Hippokratia 1997, 1(2):73-82
F. Harsoulis, J. Gouni
Thyroxine (L-T4) is administered as substitution therapy in primary and secondary hypothyroidism as well as suppressive therapy in thyroid disease states like cold nodules, goiter and thyroid neoplasm. Substitution therapy requires titration of the dose based mainly on the serum TSH levels that have to be within the normal range. It is very important to establish from the beginning if the hyphothyroidism is permanent or transient and if a subclinical hypothyroidism will or will not become clinical and/or permanent. Thyroxine administration is absolutely necessary in neonatal hypothyroidism, where the most critical point is starting therapy as soon as possible. The suppression of goiter is successful more often in the diffuse than in multinodular form.

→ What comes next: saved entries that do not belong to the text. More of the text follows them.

//! Textual `#include` expansion for shader sources.
//!
//! A shader stage is read from disk and every `#include "path"` directive
//! line is replaced in place by the contents of the named file, until no
//! directive remains. Included paths resolve against the process working
//! directory, not against the including file.

use std::fs;
use std::path::Path;

use thiserror::Error;
use tracing::warn;

const INCLUDE_TOKEN: &str = "#include";

/// Upper bound on substitutions per root file. Non-cyclic shader trees sit
/// orders of magnitude below this; hitting it means a file includes itself.
const MAX_SUBSTITUTIONS: usize = 1024;

#[derive(Debug, Error)]
pub enum PreprocessError {
    #[error("cannot read root shader '{path}': {source}")]
    Root {
        path: String,
        source: std::io::Error,
    },

    #[error("include expansion exceeded the substitution limit in '{path}' (include cycle?)")]
    IncludeLimit { path: String },
}

/// A directive found in the working buffer: the byte span of the directive
/// line (newline excluded) and the extracted target path.
struct IncludeDirective {
    start: usize,
    end: usize,
    target: String,
}

/// Locate the first `#include` directive in `source`.
///
/// The directive grammar is fixed: the target sits two bytes after the
/// token (space plus opening quote) and one byte before the line end (the
/// closing quote). Returns `None` when no token is present or the line is
/// too short to carry a target, which ends resolution.
fn find_include(source: &str) -> Option<IncludeDirective> {
    let start = source.find(INCLUDE_TOKEN)?;
    let end = source[start..]
        .find('\n')
        .map_or(source.len(), |i| start + i);

    let target_start = start + INCLUDE_TOKEN.len() + 2;
    let target_end = end.checked_sub(1)?;
    if target_start >= target_end {
        return None;
    }

    Some(IncludeDirective {
        start,
        end,
        target: source[target_start..target_end].to_string(),
    })
}

/// Read `root` and flatten all include directives into one source string.
///
/// A missing *included* file is not fatal: a diagnostic is logged and the
/// directive is replaced by the empty string. Only an unreadable root file
/// (or a runaway include cycle) aborts.
pub fn resolve_includes(root: &Path) -> Result<String, PreprocessError> {
    let mut source = fs::read_to_string(root).map_err(|source| PreprocessError::Root {
        path: root.display().to_string(),
        source,
    })?;

    let mut substitutions = 0;
    // Re-scan from the start after every splice: inserted text may itself
    // carry directives, and they must expand in document order.
    while let Some(directive) = find_include(&source) {
        if substitutions >= MAX_SUBSTITUTIONS {
            return Err(PreprocessError::IncludeLimit {
                path: root.display().to_string(),
            });
        }
        substitutions += 1;

        let contents = match fs::read_to_string(&directive.target) {
            Ok(contents) => contents,
            Err(e) => {
                warn!(
                    include = %directive.target,
                    root = %root.display(),
                    "included file not readable, splicing empty: {e}"
                );
                String::new()
            }
        };

        source.replace_range(directive.start..directive.end, &contents);
    }

    Ok(source)
}

#[cfg(test)]
mod tests {
    use super::*;
    use std::fs;
    use tempfile::TempDir;

    /// Write `contents` under `dir` and return its absolute path, so the
    /// cwd-based include resolution finds it wherever the tests run.
    fn write(dir: &TempDir, name: &str, contents: &str) -> String {
        let path = dir.path().join(name);
        fs::write(&path, contents).unwrap();
        path.to_str().unwrap().to_string()
    }

    #[test]
    fn source_without_includes_is_unchanged() {
        let dir = TempDir::new().unwrap();
        let root = write(&dir, "root.wgsl", "fn main() {}\nlet x = 1.0;\n");

        let result = resolve_includes(Path::new(&root)).unwrap();
        assert_eq!(result, "fn main() {}\nlet x = 1.0;\n");
    }

    #[test]
    fn directive_line_is_replaced_verbatim() {
        let dir = TempDir::new().unwrap();
        let b = write(&dir, "b.wgsl", "X");
        let root = write(&dir, "root.wgsl", &format!("A\n#include \"{b}\"\nC\n"));

        let result = resolve_includes(Path::new(&root)).unwrap();
        assert_eq!(result, "A\nX\nC\n");
    }

    #[test]
    fn nested_includes_expand_in_document_order() {
        let dir = TempDir::new().unwrap();
        let inner = write(&dir, "inner.wgsl", "INNER");
        let mid = write(&dir, "mid.wgsl", &format!("M1\n#include \"{inner}\"\nM2"));
        let other = write(&dir, "other.wgsl", "OTHER");
        let root = write(
            &dir,
            "root.wgsl",
            &format!("top\n#include \"{mid}\"\n#include \"{other}\"\nbottom\n"),
        );

        let result = resolve_includes(Path::new(&root)).unwrap();
        assert_eq!(result, "top\nM1\nINNER\nM2\nOTHER\nbottom\n");
        assert!(!result.contains("#include"));
    }

    #[test]
    fn missing_include_splices_empty_and_continues() {
        let dir = TempDir::new().unwrap();
        let b = write(&dir, "b.wgsl", "X");
        let root = write(
            &dir,
            "root.wgsl",
            &format!("A\n#include \"/no/such/file.wgsl\"\n#include \"{b}\"\nC\n"),
        );

        let result = resolve_includes(Path::new(&root)).unwrap();
        assert_eq!(result, "A\n\nX\nC\n");
    }

    #[test]
    fn missing_root_is_an_error() {
        let err = resolve_includes(Path::new("/no/such/root.wgsl")).unwrap_err();
        assert!(matches!(err, PreprocessError::Root { .. }));
    }

    #[test]
    fn self_include_hits_the_substitution_cap() {
        let dir = TempDir::new().unwrap();
        let root_path = dir.path().join("cycle.wgsl");
        let root = root_path.to_str().unwrap().to_string();
        fs::write(&root_path, format!("#include \"{root}\"\n")).unwrap();

        let err = resolve_includes(Path::new(&root)).unwrap_err();
        assert!(matches!(err, PreprocessError::IncludeLimit { .. }));
    }

    #[test]
    fn directive_without_target_stops_resolution() {
        let dir = TempDir::new().unwrap();
        // Token present but the line is too short to carry a quoted path.
        let root = write(&dir, "root.wgsl", "A\n#include\nB\n");

        let result = resolve_includes(Path::new(&root)).unwrap();
        assert_eq!(result, "A\n#include\nB\n");
    }
}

The complete disappearance of a thyroid nodule after thyroxine treatment is quite rare, so the treating doctor must examine the data of each individual patient before surgery is recommended, as a definitive way to obtain a tissue diagnosis. If L-T4 should be administered in order to prevent recurrences of nodular goiters after lobectomy or subtotal thyroidectomy is questionable. In thyroid cancer, postoperatively, suppression of TSH by the administration of L-T4 is mandatory. The side-effects of L-T4, when the drug is misused can be serious because of the potential cardiotoxicity and the acceleration of osteoporosis, especially in postmenopausal women. Administration of L-T4 has no place in the treatment of obese euthyroid individuals.